Une réconciliation est-elle possible entre les peuples ?

R. L. : Sans un minimum de consensus sur ce qui s’est passé au début des années 1990, sur l’origine de la guerre et sa nature, il sera difficile de parler de réconciliation. Les relations entre États se normalisent mais les sociétés évoluent séparément. La paix froide entre la Serbie et la Croatie persistera encore longtemps, en raison du double conflit mémoriel sur la guerre de 1991-1995 et sur la Seconde Guerre mondiale.

La perspective de l’intégration européenne est-elle encore crédible ?

R. L. : Seule l’intégration des Balkans occidentaux à l’Union européenne permettra leur rapprochement et leur coopération. Les Balkans occidentaux sont devenus un no man’s land où la Chine et la Russie exercent leur influence. L’intégration de cette région va devenir pour cette raison une priorité pour l’Union européenne. Ni la Chine, ni la Russie ne propagent les valeurs et les normes de l’État de droit dans les Balkans occidentaux, contrairement à l’Union européenne.






repères

Naissance et disparition de la Yougoslavie

La Yougoslavie correspond à trois réalités politiques différentes au cours du XXe siècle.

En 1918, après la défaite de l’empire ottoman et de l’empire austro-hongrois durant la Première Guerre mondiale, un État est créé dans la région des Balkans occidentaux sous le nom de « Royaume des Serbes, Croates et Slovènes ». Il est renommé « Royaume de Yougoslavie » en 1929. Il s’effondre en 1941, envahi par les troupes de l’Axe.


En 1945, une « République fédérative populaire de Yougoslavie » est proclamée, qui deviendra « République fédérative socialiste de Yougoslavie » en 1963. L’homme fort en est Josip Broz Tito, président de la Ligue des communistes de Yougoslavie de 1936 à sa mort en 1980, et président de la République à partir de 1953. La déclaration d’indépendance de la Slovénie et de la Croatie en 1991 scelle de facto le destin de la Yougoslavie.
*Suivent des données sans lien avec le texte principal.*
//! Persistence failure translation.

use common::InfrastructureError;
use domain::DomainError;

/// Turn a persistence failure into its domain meaning.
///
/// `entity` names the aggregate being accessed (e.g. `"Stock"`).
pub fn translate(entity: &str, err: InfrastructureError) -> DomainError {
    match err {
        InfrastructureError::ConstraintViolation { key, .. } => {
            DomainError::conflict(format!("{entity} {key}"))
        }
        InfrastructureError::RowNotFound { key, .. } => {
            DomainError::not_found(format!("{entity} {key}"))
        }
        InfrastructureError::TransactionClosed(tx) => {
            DomainError::invalid_state(format!("transaction {tx} is no longer open"))
        }
        other => {
            tracing::warn!(entity, error = %other, "persistence failure");
            DomainError::internal(format!("{entity} storage failed: {other}"))
        }
    }
}

#[cfg(test)]
mod tests {
    use super::*;

    #[test]
    fn test_constraint_violation_becomes_conflict() {
        let err = translate(
            "Stock",
            InfrastructureError::ConstraintViolation {
                table: "stocks".into(),
                key: "AAPL".into(),
            },
        );
        assert_eq!(err, DomainError::conflict("Stock AAPL"));
        assert_eq!(err.to_string(), "Stock AAPL already exists");
    }

    #[test]
    fn test_missing_row_becomes_not_found() {
        let err = translate(
            "Portfolio",
            InfrastructureError::RowNotFound {
                table: "portfolios".into(),
                key: "p-1".into(),
            },
        );
        assert_eq!(err, DomainError::not_found("Portfolio p-1"));
    }

    #[test]
    fn test_other_failures_are_internal() {
        let err = translate("Stock", InfrastructureError::Unavailable("timeout".into()));
        assert!(matches!(err, DomainError::Internal(_)));
    }
}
En 1992, la Slovénie, la Croatie, la Bosnie-Herzégovine et la Macédoine ont fait sécession. Une République fédérale de Yougoslavie (RFY) est proclamée, réduite à la Serbie (y compris les territoires de Voïvodine et du Kosovo) et au Monténégro. Le nom de Yougoslavie sera finalement abandonné en 2003. Le Monténégro et le Kosovo proclameront à leur tour leur indépendance, respectivement en 2006 et 2008.